(RECORDS SHOWN)

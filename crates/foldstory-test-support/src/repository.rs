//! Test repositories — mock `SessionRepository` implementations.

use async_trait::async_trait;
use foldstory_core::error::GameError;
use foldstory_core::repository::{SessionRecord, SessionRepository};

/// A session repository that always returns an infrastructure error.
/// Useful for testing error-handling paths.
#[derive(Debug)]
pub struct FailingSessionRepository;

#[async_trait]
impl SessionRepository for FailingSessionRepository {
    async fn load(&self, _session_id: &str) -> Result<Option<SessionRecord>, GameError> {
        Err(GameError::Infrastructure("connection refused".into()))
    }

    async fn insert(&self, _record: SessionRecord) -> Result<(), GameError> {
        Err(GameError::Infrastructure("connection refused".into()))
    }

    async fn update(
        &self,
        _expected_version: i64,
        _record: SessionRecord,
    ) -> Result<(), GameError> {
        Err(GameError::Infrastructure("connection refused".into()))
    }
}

(End RECORDS SHOWN)
(RECORDS SHOWN)

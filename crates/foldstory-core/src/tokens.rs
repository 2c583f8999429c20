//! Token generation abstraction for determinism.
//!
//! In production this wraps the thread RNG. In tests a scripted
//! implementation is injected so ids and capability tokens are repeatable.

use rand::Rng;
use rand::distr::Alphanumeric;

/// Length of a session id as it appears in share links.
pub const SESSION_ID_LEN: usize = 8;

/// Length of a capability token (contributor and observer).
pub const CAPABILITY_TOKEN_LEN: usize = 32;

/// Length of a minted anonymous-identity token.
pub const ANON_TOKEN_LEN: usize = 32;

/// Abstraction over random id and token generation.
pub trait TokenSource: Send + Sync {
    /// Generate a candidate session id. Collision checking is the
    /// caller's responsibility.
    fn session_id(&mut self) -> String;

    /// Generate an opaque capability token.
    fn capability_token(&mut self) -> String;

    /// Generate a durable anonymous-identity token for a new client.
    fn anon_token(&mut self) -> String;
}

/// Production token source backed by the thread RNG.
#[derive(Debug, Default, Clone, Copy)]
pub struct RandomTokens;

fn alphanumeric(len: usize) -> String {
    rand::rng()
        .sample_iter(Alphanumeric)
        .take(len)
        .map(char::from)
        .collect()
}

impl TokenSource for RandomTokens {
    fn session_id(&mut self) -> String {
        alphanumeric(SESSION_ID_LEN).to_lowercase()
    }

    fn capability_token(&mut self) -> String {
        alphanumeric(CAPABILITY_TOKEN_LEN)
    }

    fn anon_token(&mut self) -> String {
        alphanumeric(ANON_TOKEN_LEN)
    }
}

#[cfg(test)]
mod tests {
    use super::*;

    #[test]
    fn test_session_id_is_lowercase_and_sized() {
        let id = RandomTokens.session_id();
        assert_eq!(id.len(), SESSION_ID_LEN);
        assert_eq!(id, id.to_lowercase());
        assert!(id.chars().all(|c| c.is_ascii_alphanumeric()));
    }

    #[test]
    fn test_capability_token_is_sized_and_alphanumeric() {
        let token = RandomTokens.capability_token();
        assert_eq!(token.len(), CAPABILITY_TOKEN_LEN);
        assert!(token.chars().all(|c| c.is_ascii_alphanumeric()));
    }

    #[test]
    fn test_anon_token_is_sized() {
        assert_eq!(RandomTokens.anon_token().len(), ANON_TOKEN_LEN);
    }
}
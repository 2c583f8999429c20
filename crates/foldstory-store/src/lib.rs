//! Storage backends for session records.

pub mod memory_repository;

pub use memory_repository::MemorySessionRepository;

(End RECORDS SHOWN)

**DIRECTIONS FOR THIS TASK:**
Retype only the stretch of lines above starting at the one with "Test repositories —" and stopping at the one with "testing error-handling paths.", exactly as written, with both kept.

**THE ANSWER:**
//! Test repositories — mock `SessionRepository` implementations.

use async_trait::async_trait;
use foldstory_core::error::GameError;
use foldstory_core::repository::{SessionRecord, SessionRepository};

/// A session repository that always returns an infrastructure error.
/// Useful for testing error-handling paths.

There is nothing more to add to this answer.